[Opening EXTRACTED INFORMATION section]
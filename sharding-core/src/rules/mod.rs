mod builder;
mod expression;
mod parser;
mod types;


// 重新导出公共接口
pub use builder::{RuleRegistry, build_algorithm, build_distribution_rule};
pub use expression::{algorithm_name, distribution_expression, routing_expression};
pub use parser::parse_table_spec;
pub use types::{
    AlgorithmDefinition, AlgorithmProps, DistributionRule, GeneratedTable, ShardingStrategy,
    ShardingTier, StandardStrategy, TableSpec,
};
/// # Shardgen 日志系统使用说明
///
/// 1. **库代码只使用 `tracing` 宏**：`info!()`, `warn!()`, `error!()`, `debug!()`
/// 2. **应用入口控制日志配置**：在 `main.rs` 中调用 `setup_logging()`
/// 3. **生成结果与日志分离**：结果打印到 stdout，日志输出到 stderr 或文件
///
/// ## 日志配置选项
///
/// - `-v, --verbose`：启用详细日志模式（DEBUG 级别）
/// - `RUST_LOG`：标准的 Rust 日志级别控制
/// - `SHARDGEN_LOG_FILE`：日志文件路径，设置后日志输出到文件而非终端
///
/// ```bash
/// SHARDGEN_LOG_FILE=shardgen.log shardgen generate
/// RUST_LOG=sharding_core::normalizer=debug shardgen generate
/// ```
pub const LOG_FILE_ENV: &str = "SHARDGEN_LOG_FILE";

/// 设置日志记录系统
///
/// 终端输出简洁格式，文件输出包含模块路径和行号
pub fn setup_logging(verbose: bool) {
    use tracing_subscriber::{EnvFilter, fmt};

    // 根据verbose参数和环境变量确定日志级别
    let default_level = if verbose { "debug" } else { "info" };
    let env_filter =
        EnvFilter::try_from_default_env().unwrap_or_else(|_| EnvFilter::new(default_level));

    let log_file = std::env::var(LOG_FILE_ENV).ok().map(|path| {
        let file = std::fs::OpenOptions::new()
            .create(true)
            .append(true)
            .open(&path);
        (path, file)
    });

    match log_file {
        Some((_, Ok(file))) => {
            fmt()
                .with_env_filter(env_filter)
                .with_writer(file)
                .with_ansi(false)
                .with_target(true)
                .with_line_number(true)
                .init();
        }
        other => {
            fmt()
                .with_env_filter(env_filter)
                .with_writer(std::io::stderr)
                .with_target(false) // 不显示模块路径
                .with_line_number(false)
                .without_time()
                .compact()
                .init();

            if let Some((path, Err(e))) = other {
                tracing::warn!("无法打开日志文件 {}: {}，改为输出到终端", path, e);
            }
        }
    }
}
[Closing EXTRACTED INFORMATION section]
WORK TASK →
Write out the data again, exactly and in full.

TASK ANSWER →
filename sharding-core/src/rules/mod.rs
mod builder;
mod expression;
mod parser;
mod types;


// 重新导出公共接口
pub use builder::{RuleRegistry, build_algorithm, build_distribution_rule};
pub use expression::{algorithm_name, distribution_expression, routing_expression};
pub use parser::parse_table_spec;
pub use types::{
    AlgorithmDefinition, AlgorithmProps, DistributionRule, GeneratedTable, ShardingStrategy,
    ShardingTier, StandardStrategy, TableSpec,
};
/// # Shardgen 日志系统使用说明
///
/// 1. **库代码只使用 `tracing` 宏**：`info!()`, `warn!()`, `error!()`, `debug!()`
/// 2. **应用入口控制日志配置**：在 `main.rs` 中调用 `setup_logging()`
/// 3. **生成结果与日志分离**：结果打印到 stdout，日志输出到 stderr 或文件
///
/// ## 日志配置选项
///
/// - `-v, --verbose`：启用详细日志模式（DEBUG 级别）
/// - `RUST_LOG`：标准的 Rust 日志级别控制
/// - `SHARDGEN_LOG_FILE`：日志文件路径，设置后日志输出到文件而非终端
///
/// ```bash
/// SHARDGEN_LOG_FILE=shardgen.log shardgen generate
/// RUST_LOG=sharding_core::normalizer=debug shardgen generate
/// ```
pub const LOG_FILE_ENV: &str = "SHARDGEN_LOG_FILE";

/// 设置日志记录系统
///
/// 终端输出简洁格式，文件输出包含模块路径和行号
pub fn setup_logging(verbose: bool) {
    use tracing_subscriber::{EnvFilter, fmt};

    // 根据verbose参数和环境变量确定日志级别
    let default_level = if verbose { "debug" } else { "info" };
    let env_filter =
        EnvFilter::try_from_default_env().unwrap_or_else(|_| EnvFilter::new(default_level));

    let log_file = std::env::var(LOG_FILE_ENV).ok().map(|path| {
        let file = std::fs::OpenOptions::new()
            .create(true)
            .append(true)
            .open(&path);
        (path, file)
    });

    match log_file {
        Some((_, Ok(file))) => {
            fmt()
                .with_env_filter(env_filter)
                .with_writer(file)
                .with_ansi(false)
                .with_target(true)
                .with_line_number(true)
                .init();
        }
        other => {
            fmt()
                .with_env_filter(env_filter)
                .with_writer(std::io::stderr)
                .with_target(false) // 不显示模块路径
                .with_line_number(false)
                .without_time()
                .compact()
                .init();

            if let Some((path, Err(e))) = other {
                tracing::warn!("无法打开日志文件 {}: {}，改为输出到终端", path, e);
            }
        }
    }
}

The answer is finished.